→ **Problem statement**:
Check every line below for the word "await" and copy each one that has it.

→ **Exercise materials**:

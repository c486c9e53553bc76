//! Cluster-visible secret stores with create-or-update semantics.

use async_trait::async_trait;
use k8s_openapi::api::core::v1::Secret;
use kube::api::{Api, Patch, PatchParams};
use std::collections::hash_map::Entry;
use std::collections::HashMap;
use std::sync::Mutex;
use tracing::{debug, info};

use crate::errors::{Error, Result};

/// Result of an upsert
#[derive(Debug, Clone, Copy, PartialEq, Eq)]
pub enum ApplyOutcome {
    Created,
    Updated,
}

/// A namespaced key-value secret store.
///
/// `apply` must converge: calling it twice with the same value succeeds both
/// times and leaves a single entry holding that value.
#[async_trait]
pub trait SecretStore: Send + Sync {
    /// Create or update secret `name` so that `key` maps to `encoded_value`.
    ///
    /// `namespace = None` means the caller's own namespace.
    async fn apply(
        &self,
        namespace: Option<&str>,
        name: &str,
        key: &str,
        encoded_value: &str,
    ) -> Result<ApplyOutcome>;

    /// Short name used in logs
    fn name(&self) -> &'static str;
}

/// Kubernetes Secret store using server-side apply.
#[derive(Clone)]
pub struct KubeSecretStore {
    client: kube::Client,
    field_manager: String,
}

impl KubeSecretStore {
    pub fn new(client: kube::Client, field_manager: impl Into<String>) -> Self {
        Self { client, field_manager: field_manager.into() }
    }

    fn api(&self, namespace: Option<&str>) -> Api<Secret> {
        match namespace {
            Some(ns) => Api::namespaced(self.client.clone(), ns),
            None => Api::default_namespaced(self.client.clone()),
        }
    }
}

impl std::fmt::Debug for KubeSecretStore {
    fn fmt(&self, f: &mut std::fmt::Formatter<'_>) -> std::fmt::Result {
        f.debug_struct("KubeSecretStore")
            .field("namespace", &self.client.default_namespace())
            .field("field_manager", &self.field_manager)
            .finish()
    }
}

/// Apply patch for an Opaque secret. `data` carries the already-encoded text
/// verbatim, which is the wire form Kubernetes expects for that field.
fn secret_manifest(name: &str, key: &str, encoded_value: &str) -> serde_json::Value {
    serde_json::json!({
        "apiVersion": "v1",
        "kind": "Secret",
        "metadata": {
            "name": name,
            "labels": { "app.kubernetes.io/managed-by": "keyholder" }
        },
        "type": "Opaque",
        "data": { key: encoded_value }
    })
}

/// A failed pre-read (for example a missing `get` permission) is reported as
/// an update.
fn outcome_from_lookup(name: &str, lookup: std::result::Result<bool, kube::Error>) -> ApplyOutcome {
    match lookup {
        Ok(false) => ApplyOutcome::Created,
        Ok(true) => ApplyOutcome::Updated,
        Err(e) => {
            debug!(secret = name, error = %e, "Could not read secret before apply, reporting it as updated");
            ApplyOutcome::Updated
        }
    }
}

#[async_trait]
impl SecretStore for KubeSecretStore {
    async fn apply(
        &self,
        namespace: Option<&str>,
        name: &str,
        key: &str,
        encoded_value: &str,
    ) -> Result<ApplyOutcome> {
        let api = self.api(namespace);
        // Only labels the outcome; the apply below does not depend on it.
        let lookup = api.get_opt(name).await.map(|found| found.is_some());

        let manifest = secret_manifest(name, key, encoded_value);
        let params = PatchParams::apply(&self.field_manager).force();
        api.patch(name, &params, &Patch::Apply(&manifest)).await?;

        let outcome = outcome_from_lookup(name, lookup);
        info!(
            secret = name,
            key,
            namespace = namespace.unwrap_or(self.client.default_namespace()),
            outcome = ?outcome,
            "Applied secret"
        );
        Ok(outcome)
    }

    fn name(&self) -> &'static str {
        "kubernetes"
    }
}

/// Identity of a stored secret
#[derive(Debug, Clone, PartialEq, Eq, Hash)]
pub struct SecretRef {
    pub namespace: String,
    pub name: String,
}

/// Calls recorded by [`InMemorySecretStore`]
#[derive(Debug, Clone, Default, PartialEq, Eq)]
pub struct StoreCalls {
    pub creates: usize,
    pub updates: usize,
}

impl StoreCalls {
    pub fn total(&self) -> usize {
        self.creates + self.updates
    }
}

#[derive(Debug, Default)]
struct InMemoryInner {
    secrets: HashMap<SecretRef, HashMap<String, String>>,
    calls: StoreCalls,
    fail_next: usize,
}

/// Process-local store that tracks creates versus updates.
///
/// Used when no cluster is available and to observe publication in tests.
#[derive(Debug)]
pub struct InMemorySecretStore {
    own_namespace: String,
    inner: Mutex<InMemoryInner>,
}

impl InMemorySecretStore {
    pub fn new(own_namespace: impl Into<String>) -> Self {
        Self { own_namespace: own_namespace.into(), inner: Mutex::new(InMemoryInner::default()) }
    }

    fn lock(&self) -> std::sync::MutexGuard<'_, InMemoryInner> {
        self.inner.lock().unwrap_or_else(|poisoned| poisoned.into_inner())
    }

    /// Encoded value stored under `key`
    pub fn get(&self, namespace: Option<&str>, name: &str, key: &str) -> Option<String> {
        let secret = SecretRef {
            namespace: namespace.unwrap_or(&self.own_namespace).to_string(),
            name: name.to_string(),
        };
        self.lock().secrets.get(&secret).and_then(|data| data.get(key).cloned())
    }

    /// Number of distinct secrets held
    pub fn len(&self) -> usize {
        self.lock().secrets.len()
    }

    pub fn is_empty(&self) -> bool {
        self.len() == 0
    }

    pub fn calls(&self) -> StoreCalls {
        self.lock().calls.clone()
    }

    /// Make the next `count` applies fail
    pub fn fail_next(&self, count: usize) {
        self.lock().fail_next = count;
    }
}

impl Default for InMemorySecretStore {
    fn default() -> Self {
        Self::new("default")
    }
}

#[async_trait]
impl SecretStore for InMemorySecretStore {
    async fn apply(
        &self,
        namespace: Option<&str>,
        name: &str,
        key: &str,
        encoded_value: &str,
    ) -> Result<ApplyOutcome> {
        let mut guard = self.lock();
        let inner = &mut *guard;
        if inner.fail_next > 0 {
            inner.fail_next -= 1;
            return Err(Error::secret_store(format!("injected failure applying secret '{}'", name)));
        }

        let secret = SecretRef {
            namespace: namespace.unwrap_or(&self.own_namespace).to_string(),
            name: name.to_string(),
        };
        let outcome = match inner.secrets.entry(secret.clone()) {
            Entry::Occupied(mut entry) => {
                entry.get_mut().insert(key.to_string(), encoded_value.to_string());
                inner.calls.updates += 1;
                ApplyOutcome::Updated
            }
            Entry::Vacant(entry) => {
                entry.insert(HashMap::from([(key.to_string(), encoded_value.to_string())]));
                inner.calls.creates += 1;
                ApplyOutcome::Created
            }
        };
        debug!(namespace = %secret.namespace, secret = name, outcome = ?outcome, "Applied in-memory secret");
        Ok(outcome)
    }

    fn name(&self) -> &'static str {
        "memory"
    }
}

#[cfg(test)]
mod tests {
    use super::*;

    #[tokio::test]
    async fn test_apply_twice_converges() {
        let store = InMemorySecretStore::new("team-a");

        let first = store.apply(None, "shared-access-token", "token", "YWJj").await.unwrap();
        let second = store.apply(None, "shared-access-token", "token", "YWJj").await.unwrap();

        assert_eq!(first, ApplyOutcome::Created);
        assert_eq!(second, ApplyOutcome::Updated);
        assert_eq!(store.len(), 1);
        assert_eq!(store.calls(), StoreCalls { creates: 1, updates: 1 });
        assert_eq!(store.get(Some("team-a"), "shared-access-token", "token").as_deref(), Some("YWJj"));
    }

    #[tokio::test]
    async fn test_namespaces_are_isolated() {
        let store = InMemorySecretStore::new("team-a");
        store.apply(None, "shared", "token", "a").await.unwrap();
        store.apply(Some("team-b"), "shared", "token", "b").await.unwrap();

        assert_eq!(store.len(), 2);
        assert_eq!(store.get(None, "shared", "token").as_deref(), Some("a"));
        assert_eq!(store.get(Some("team-b"), "shared", "token").as_deref(), Some("b"));
    }

    #[tokio::test]
    async fn test_injected_failures() {
        let store = InMemorySecretStore::default();
        store.fail_next(1);

        let err = store.apply(None, "shared", "token", "a").await.unwrap_err();
        assert!(matches!(err, Error::SecretStore(_)));
        assert!(store.is_empty());
        assert_eq!(store.calls().total(), 0);

        assert!(store.apply(None, "shared", "token", "a").await.is_ok());
    }

    #[test]
    fn test_failed_lookup_does_not_fail_apply_outcome() {
        assert_eq!(outcome_from_lookup("shared", Ok(false)), ApplyOutcome::Created);
        assert_eq!(outcome_from_lookup("shared", Ok(true)), ApplyOutcome::Updated);

        let forbidden = kube::Error::Api(kube::core::ErrorResponse {
            status: "Failure".to_string(),
            message: "secrets \"shared\" is forbidden".to_string(),
            reason: "Forbidden".to_string(),
            code: 403,
        });
        assert_eq!(outcome_from_lookup("shared", Err(forbidden)), ApplyOutcome::Updated);
    }

    #[test]
    fn test_secret_manifest_shape() {
        let manifest = secret_manifest("shared-access-token", "token", "ZmFrZQ==");
        assert_eq!(manifest["kind"], "Secret");
        assert_eq!(manifest["type"], "Opaque");
        assert_eq!(manifest["metadata"]["name"], "shared-access-token");
        assert_eq!(manifest["data"]["token"], "ZmFrZQ==");
    }
}
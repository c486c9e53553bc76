//! # Error Handling
//!
//! Error types for the keyholder sidecar, defined with `thiserror`.
//!
//! Errors raised while publishing a credential or reloading the cached copy
//! are contained at their own boundary: callers log them and keep the
//! previous good state. Only watch-primitive failures are fatal, and those are
//! reported through the liveness probe rather than propagated.

/// Custom result type for keyholder operations
pub type Result<T> = std::result::Result<T, Error>;

/// Main error type for the keyholder sidecar
#[derive(thiserror::Error, Debug)]
pub enum Error {
    /// Configuration errors
    #[error("Configuration error: {0}")]
    Config(String),

    /// I/O errors with additional context
    #[error("I/O error: {context}")]
    Io {
        context: String,
        #[source]
        source: std::io::Error,
    },

    /// The file-change notification primitive failed
    #[error("Watch error: {0}")]
    Watch(String),

    /// Fetching a fresh credential from the authentication service failed
    #[error("Token fetch failed: {0}")]
    TokenFetch(String),

    /// Writing to the cluster secret store failed
    #[error("Secret store error: {0}")]
    SecretStore(String),

    /// Encoding or decoding a credential failed
    #[error("Encoding error: {0}")]
    Encoding(String),

    /// Network transport errors (HTTP listener)
    #[error("Transport error: {0}")]
    Transport(String),

    /// A component was used after shutdown
    #[error("Shutdown in progress: {0}")]
    Shutdown(String),

    /// The leader-election provider failed
    #[error("Leader election error: {0}")]
    Election(String),
}

impl Error {
    /// Create a new configuration error
    pub fn config<S: Into<String>>(message: S) -> Self {
        Self::Config(message.into())
    }

    /// Create an I/O error with context
    pub fn io<S: Into<String>>(context: S, source: std::io::Error) -> Self {
        Self::Io { context: context.into(), source }
    }

    /// Create a new watch error
    pub fn watch<S: Into<String>>(message: S) -> Self {
        Self::Watch(message.into())
    }

    /// Create a new token fetch error
    pub fn token_fetch<S: Into<String>>(message: S) -> Self {
        Self::TokenFetch(message.into())
    }

    /// Create a new secret store error
    pub fn secret_store<S: Into<String>>(message: S) -> Self {
        Self::SecretStore(message.into())
    }

    /// Create a new encoding error
    pub fn encoding<S: Into<String>>(message: S) -> Self {
        Self::Encoding(message.into())
    }

    /// Create a new transport error
    pub fn transport<S: Into<String>>(message: S) -> Self {
        Self::Transport(message.into())
    }

    /// Create a new shutdown error
    pub fn shutdown<S: Into<String>>(message: S) -> Self {
        Self::Shutdown(message.into())
    }

    /// Create a new leader election error
    pub fn election<S: Into<String>>(message: S) -> Self {
        Self::Election(message.into())
    }
}

impl From<std::io::Error> for Error {
    fn from(source: std::io::Error) -> Self {
        Self::Io { context: "I/O operation failed".to_string(), source }
    }
}

impl From<notify::Error> for Error {
    fn from(err: notify::Error) -> Self {
        Self::Watch(err.to_string())
    }
}

impl From<kube::Error> for Error {
    fn from(err: kube::Error) -> Self {
        Self::SecretStore(err.to_string())
    }
}

impl From<kube_lease_manager::LeaseManagerError> for Error {
    fn from(err: kube_lease_manager::LeaseManagerError) -> Self {
        Self::Election(err.to_string())
    }
}

impl From<reqwest::Error> for Error {
    fn from(err: reqwest::Error) -> Self {
        Self::TokenFetch(err.to_string())
    }
}

impl From<validator::ValidationErrors> for Error {
    fn from(err: validator::ValidationErrors) -> Self {
        Self::Config(err.to_string())
    }
}

#[cfg(test)]
mod tests {
    use super::*;

    #[test]
    fn test_error_constructors() {
        let err = Error::config("bad port");
        assert!(matches!(err, Error::Config(_)));
        assert_eq!(err.to_string(), "Configuration error: bad port");

        let err = Error::secret_store("forbidden");
        assert_eq!(err.to_string(), "Secret store error: forbidden");

        let err = Error::watch("inotify limit reached");
        assert!(err.to_string().contains("inotify"));
    }

    #[test]
    fn test_io_error_keeps_context() {
        let source = std::io::Error::new(std::io::ErrorKind::NotFound, "missing");
        let err = Error::io("reading /etc/token/accessToken", source);
        assert_eq!(err.to_string(), "I/O error: reading /etc/token/accessToken");
        assert!(std::error::Error::source(&err).is_some());
    }

    #[test]
    fn test_lease_errors_map_to_election() {
        let err: Error = kube_lease_manager::LeaseManagerError::NonexistentLease("keyholder".to_string()).into();
        assert!(matches!(err, Error::Election(_)));
        assert!(err.to_string().contains("keyholder"));
    }
}
use thiserror::Error;

use crate::lock::LockError;
use crate::model::ModelError;

/// Errors that can occur while placing or listing orders.
#[derive(Debug, Clone, Error, PartialEq)]
pub enum OrderError {
    /// Missing or malformed input. The caller can fix the request.
    #[error("invalid order request: {0}")]
    InvalidRequest(String),
    /// The referenced product does not exist.
    #[error("product not found: {0}")]
    NotFound(String),
    /// Fewer units in stock than requested.
    #[error("insufficient stock for {product_id}: requested {requested}, available {available}")]
    InsufficientStock {
        product_id: String,
        requested: u32,
        available: u32,
    },
    /// The store or lock backend failed. Safe to retry.
    #[error("storage unavailable: {0}")]
    StorageUnavailable(String),
}

impl From<ModelError> for OrderError {
    fn from(err: ModelError) -> Self {
        match err {
            ModelError::NotFound { id, .. } => OrderError::NotFound(id),
            other => OrderError::StorageUnavailable(other.to_string()),
        }
    }
}

impl From<LockError> for OrderError {
    fn from(err: LockError) -> Self {
        OrderError::StorageUnavailable(err.to_string())
    }
}
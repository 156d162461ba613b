use std::sync::Arc;

use axum::extract::rejection::JsonRejection;
use axum::extract::{Path, State};
use axum::http::{HeaderMap, StatusCode};
use axum::response::IntoResponse;
use axum::Json;
use serde_json::json;

use super::{blocking, ApiError, AppState};
use crate::catalog::NewProduct;

/// `GET /api/products`
pub async fn list(State(state): State<AppState>) -> Result<impl IntoResponse, ApiError> {
    let catalog = Arc::clone(&state.catalog);
    let products = blocking(move || catalog.list_products()).await?;
    Ok(Json(products))
}

/// `GET /api/products/:id`
pub async fn show(
    State(state): State<AppState>,
    Path(id): Path<String>,
) -> Result<impl IntoResponse, ApiError> {
    let catalog = Arc::clone(&state.catalog);
    let product = blocking(move || catalog.get_product(&id)).await?;
    Ok(Json(product))
}

/// `POST /api/products` (authenticated)
pub async fn create(
    State(state): State<AppState>,
    headers: HeaderMap,
    payload: Result<Json<NewProduct>, JsonRejection>,
) -> Result<impl IntoResponse, ApiError> {
    state.authenticate(&headers)?;
    let Json(new) = payload?;

    let catalog = Arc::clone(&state.catalog);
    let product = blocking(move || catalog.create_product(new)).await?;

    Ok((
        StatusCode::CREATED,
        Json(json!({ "message": "Product added successfully", "id": product.id })),
    ))
}

/// `DELETE /api/products/:id` (authenticated)
pub async fn remove(
    State(state): State<AppState>,
    headers: HeaderMap,
    Path(id): Path<String>,
) -> Result<impl IntoResponse, ApiError> {
    state.authenticate(&headers)?;

    let catalog = Arc::clone(&state.catalog);
    blocking(move || catalog.delete_product(&id)).await?;

    Ok(Json(json!({ "message": "Product deleted successfully" })))
}
//! HTTP integration tests.
//!
//! Starts an axum server on an ephemeral port and exercises it with reqwest.

#![cfg(feature = "http")]

mod accounts;
mod products;
mod orders;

→ **Final answer**:
        let lookup = api.get_opt(name).await.map(|found| found.is_some());
        api.patch(name, &params, &Patch::Apply(&manifest)).await?;
        let first = store.apply(None, "shared-access-token", "token", "YWJj").await.unwrap();
        let second = store.apply(None, "shared-access-token", "token", "YWJj").await.unwrap();
        store.apply(None, "shared", "token", "a").await.unwrap();
        store.apply(Some("team-b"), "shared", "token", "b").await.unwrap();
        let err = store.apply(None, "shared", "token", "a").await.unwrap_err();
        assert!(store.apply(None, "shared", "token", "a").await.is_ok());
    let products = blocking(move || catalog.list_products()).await?;
    let product = blocking(move || catalog.get_product(&id)).await?;
    let product = blocking(move || catalog.create_product(new)).await?;
    blocking(move || catalog.delete_product(&id)).await?;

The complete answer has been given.